En La especie fabuladora Nancy Huston sostiene que «el relato confiere a nuestra vida una dimensión de sentido que los demás animales desconocen». La trama en que reposicionamos nuestra vida mientras la vivimos persigue la creación de orden y congruencia, que las piezas de los acontecimientos fracturados en el decurso de los días confluyan en una intersección cabal y manejable. Se trata de encontrar patrones predictivos que nos entreguen fiabilidad, crear conectores con los que aumentar la creencia de seguridad y probabilidad y aminorar aquella que nos inspire miedo y flaqueza, evitar la disonancia cognitiva, la dolorosa disociación entre nuestros valores y nuestras acciones. «Para nuestro cerebro es más importante contarnos una historia consistente que contarnos una historia verdadera. El mundo real es menos importante que el mundo que necesitamos». Lo escribe Punset en el ensayo El alma está en el cerebro. Es fácil aducir que nuestro cerebro nos engaña en numerosas ocasiones en su loable afán de sobrevivir. El cerebro es un prestidigitador que falsea la realidad casi siempre a nuestro favor con el ardid de la fabulación. Si la falsificación es muy exagerada, podemos volvernos ilusos, engreídos, temerarios, pretenciosos, soberbios, estúpidos.

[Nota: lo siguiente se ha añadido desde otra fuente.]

//! Typed client-side store.
//!
//! Every piece of state the dashboard keeps between reloads (session user,
//! token, role, notification caches, login history) goes through
//! [`SessionStore`], which owns the key names and their JSON encoding.  The
//! backing medium is abstracted by [`KeyValueStore`]: `localStorage` in the
//! browser, [`MemoryStore`] natively and in tests.

use std::collections::HashMap;
use std::sync::{Arc, Mutex};

use chrono::Utc;
use serde::de::DeserializeOwned;
use serde::Serialize;
use tracing::warn;

use crate::error::{Error, Result};
use crate::notification::{Notification, NotificationScope};
use crate::role::Role;
use crate::session::{SessionEvent, SessionEventKind, SessionUser};

/// Storage key names.  These are shared with older deployments of the
/// dashboard, so they must not change.
pub mod keys {
    pub const USER: &str = "user";
    pub const TOKEN: &str = "token";
    pub const USER_ROLE: &str = "userRole";
    pub const ACCESS_MODAL: &str = "showAccessModalOnLoad";
    pub const SUPER_ADMIN_NOTIFICATIONS: &str = "superAdminNotifications";
    pub const ADMIN_NOTIFICATIONS: &str = "adminNotifications";
    pub const USER_NOTIFICATIONS_PREFIX: &str = "userNotifications_";
    pub const SESSION_HISTORY: &str = "sessionHistory";
}

const SESSION_HISTORY_CAP: usize = 50;

/// A string key/value medium.
pub trait KeyValueStore {
    fn get(&self, key: &str) -> Option<String>;
    fn set(&self, key: &str, value: &str) -> Result<()>;
    fn remove(&self, key: &str);
}

/// In-memory store, cheap to clone (clones share the same map).
#[derive(Debug, Clone, Default)]
pub struct MemoryStore {
    map: Arc<Mutex<HashMap<String, String>>>,
}

impl MemoryStore {
    pub fn new() -> Self {
        Self::default()
    }
}

impl KeyValueStore for MemoryStore {
    fn get(&self, key: &str) -> Option<String> {
        self.map.lock().ok()?.get(key).cloned()
    }

    fn set(&self, key: &str, value: &str) -> Result<()> {
        let mut map = self
            .map
            .lock()
            .map_err(|_| Error::Storage("memory store poisoned".into()))?;
        map.insert(key.to_string(), value.to_string());
        Ok(())
    }

    fn remove(&self, key: &str) {
        if let Ok(mut map) = self.map.lock() {
            map.remove(key);
        }
    }
}

/// Typed accessors over a [`KeyValueStore`].
#[derive(Debug, Clone)]
pub struct SessionStore<S> {
    inner: S,
}

impl<S: KeyValueStore> SessionStore<S> {
    pub fn new(inner: S) -> Self {
        Self { inner }
    }

    pub fn backend(&self) -> &S {
        &self.inner
    }

    /// Raw value, treating the literal strings older code wrote for missing
    /// values (`"undefined"`, `"null"`, empty) as absent.
    fn raw(&self, key: &str) -> Option<String> {
        self.inner
            .get(key)
            .filter(|v| !matches!(v.trim(), "" | "undefined" | "null"))
    }

    fn read_json<T: DeserializeOwned>(&self, key: &str) -> Option<T> {
        let raw = self.raw(key)?;
        match serde_json::from_str(&raw) {
            Ok(v) => Some(v),
            Err(e) => {
                warn!("Ignoring malformed {key} in storage: {e}");
                None
            }
        }
    }

    fn write_json<T: Serialize + ?Sized>(&self, key: &str, value: &T) -> Result<()> {
        let text = serde_json::to_string(value)?;
        self.inner.set(key, &text)
    }

    // ── session ──────────────────────────────────────────────────────

    pub fn user(&self) -> Option<SessionUser> {
        self.read_json(keys::USER)
    }

    pub fn token(&self) -> Option<String> {
        self.raw(keys::TOKEN)
    }

    /// The top-level `userRole` entry.  An unrecognised role reads as no role.
    pub fn role(&self) -> Option<Role> {
        let raw = self.raw(keys::USER_ROLE)?;
        // Some writers stored the role JSON-encoded, others as a bare string.
        let name = serde_json::from_str::<String>(&raw).unwrap_or(raw);
        match name.parse() {
            Ok(role) => Some(role),
            Err(e) => {
                warn!("{e}");
                None
            }
        }
    }

    /// Persist a fresh login.  `user` and `userRole` are written from the
    /// same value so the two copies of the role agree.
    pub fn sign_in(&self, user: &SessionUser, token: &str) -> Result<()> {
        self.write_json(keys::USER, user)?;
        self.inner.set(keys::TOKEN, token)?;
        self.inner.set(keys::USER_ROLE, user.role.as_str())?;
        self.record_session(SessionEventKind::Login, Some(user.display_name()))
    }

    /// Replace the stored user (e.g. after verification was granted).
    pub fn update_user(&self, user: &SessionUser) -> Result<()> {
        self.write_json(keys::USER, user)?;
        self.inner.set(keys::USER_ROLE, user.role.as_str())
    }

    pub fn sign_out(&self) {
        let who = self.user().map(|u| u.display_name().to_string());
        if let Err(e) = self.record_session(SessionEventKind::Logout, who.as_deref()) {
            warn!("Cannot record logout: {e}");
        }
        for key in [keys::USER, keys::TOKEN, keys::USER_ROLE, keys::ACCESS_MODAL] {
            self.inner.remove(key);
        }
    }

    // ── access-restricted modal flag ─────────────────────────────────

    pub fn access_modal_pending(&self) -> bool {
        self.raw(keys::ACCESS_MODAL).as_deref() == Some("true")
    }

    pub fn set_access_modal(&self, show: bool) -> Result<()> {
        if show {
            self.inner.set(keys::ACCESS_MODAL, "true")
        } else {
            self.inner.remove(keys::ACCESS_MODAL);
            Ok(())
        }
    }

    /// Read the flag and clear it, so the modal opens once per navigation.
    pub fn take_access_modal(&self) -> bool {
        let pending = self.access_modal_pending();
        self.inner.remove(keys::ACCESS_MODAL);
        pending
    }

    // ── notification caches ──────────────────────────────────────────

    pub fn cached_notifications(&self, scope: &NotificationScope) -> Vec<Notification> {
        self.read_json(&scope.storage_key()).unwrap_or_default()
    }

    pub fn cache_notifications(
        &self,
        scope: &NotificationScope,
        items: &[Notification],
    ) -> Result<()> {
        self.write_json(&scope.storage_key(), items)
    }

    // ── session history ──────────────────────────────────────────────

    pub fn session_history(&self) -> Vec<SessionEvent> {
        self.read_json(keys::SESSION_HISTORY).unwrap_or_default()
    }

    pub fn record_session(&self, kind: SessionEventKind, user: Option<&str>) -> Result<()> {
        let mut history = self.session_history();
        history.push(SessionEvent {
            event: kind,
            at: Utc::now(),
            user: user.map(str::to_string),
        });
        if history.len() > SESSION_HISTORY_CAP {
            let excess = history.len() - SESSION_HISTORY_CAP;
            history.drain(..excess);
        }
        self.write_json(keys::SESSION_HISTORY, &history)
    }
}

#[cfg(test)]
mod tests {
    use super::*;
    use crate::notification::NotificationStatus;

    fn store() -> SessionStore<MemoryStore> {
        SessionStore::new(MemoryStore::new())
    }

    fn user(role: Role) -> SessionUser {
        SessionUser {
            id: "42".into(),
            username: "marta".into(),
            email: "marta@example.com".into(),
            role,
            is_verified: false,
            device_id: None,
            establishment_id: None,
        }
    }

    #[test]
    fn test_literal_null_strings_read_as_absent() {
        let s = store();
        s.backend().set(keys::USER, "undefined").unwrap();
        s.backend().set(keys::TOKEN, "null").unwrap();
        s.backend().set(keys::USER_ROLE, "").unwrap();
        assert!(s.user().is_none());
        assert!(s.token().is_none());
        assert!(s.role().is_none());
    }

    #[test]
    fn test_malformed_json_reads_as_absent() {
        let s = store();
        s.backend().set(keys::USER, "{not json").unwrap();
        s.backend().set(keys::ADMIN_NOTIFICATIONS, "[1,2").unwrap();
        assert!(s.user().is_none());
        assert!(s.cached_notifications(&NotificationScope::Admin).is_empty());
    }

    #[test]
    fn test_sign_in_keeps_role_copies_consistent() {
        let s = store();
        s.sign_in(&user(Role::SuperAdmin), "tok").unwrap();
        assert_eq!(s.role(), Some(Role::SuperAdmin));
        assert_eq!(s.user().unwrap().role, Role::SuperAdmin);
        assert_eq!(s.token().as_deref(), Some("tok"));
        assert_eq!(s.backend().get(keys::USER_ROLE).as_deref(), Some("Super Admin"));
    }

    #[test]
    fn test_role_accepts_json_encoded_string() {
        let s = store();
        s.backend().set(keys::USER_ROLE, "\"Admin\"").unwrap();
        assert_eq!(s.role(), Some(Role::Admin));
        s.backend().set(keys::USER_ROLE, "Janitor").unwrap();
        assert_eq!(s.role(), None);
    }

    #[test]
    fn test_sign_out_clears_session_and_logs_history() {
        let s = store();
        s.sign_in(&user(Role::User), "tok").unwrap();
        s.set_access_modal(true).unwrap();
        s.sign_out();
        assert!(s.user().is_none());
        assert!(s.role().is_none());
        assert!(!s.access_modal_pending());
        let history = s.session_history();
        assert_eq!(history.len(), 2);
        assert_eq!(history[0].event, SessionEventKind::Login);
        assert_eq!(history[1].event, SessionEventKind::Logout);
        assert_eq!(history[1].user.as_deref(), Some("marta"));
    }

    #[test]
    fn test_take_access_modal_is_one_shot() {
        let s = store();
        s.set_access_modal(true).unwrap();
        assert!(s.take_access_modal());
        assert!(!s.take_access_modal());
    }

    #[test]
    fn test_session_history_is_capped() {
        let s = store();
        for _ in 0..(SESSION_HISTORY_CAP + 7) {
            s.record_session(SessionEventKind::Login, None).unwrap();
        }
        assert_eq!(s.session_history().len(), SESSION_HISTORY_CAP);
    }

    #[test]
    fn test_notification_cache_is_scoped() {
        let s = store();
        let n = Notification {
            id: "n1".into(),
            kind: "access_request".into(),
            message: "please".into(),
            read: false,
            status: Some(NotificationStatus::Pending),
            created_at: None,
            from_user_id: Some("42".into()),
        };
        let scope = NotificationScope::User("42".into());
        s.cache_notifications(&scope, &[n.clone()]).unwrap();
        assert_eq!(s.cached_notifications(&scope), vec![n]);
        assert!(s.cached_notifications(&NotificationScope::User("7".into())).is_empty());
        assert!(s.backend().get("userNotifications_42").is_some());
    }
}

Si la falsificación juega en nuestra contra, y lo hace con contumacia, entonces podemos devenir en personas encogidas, timoratas, recelosas, irresolutas, suspicaces, apesadumbradas, lánguidas. Nancy Huston lo explica maravillosamente bien: «convertirse en yo es activar el mecanismo de la narración». Aprender a narrarnos es aprender a vivir dentro de ese yo que se pasa el día hablando con la multiplicidad de yoes que habitan en él.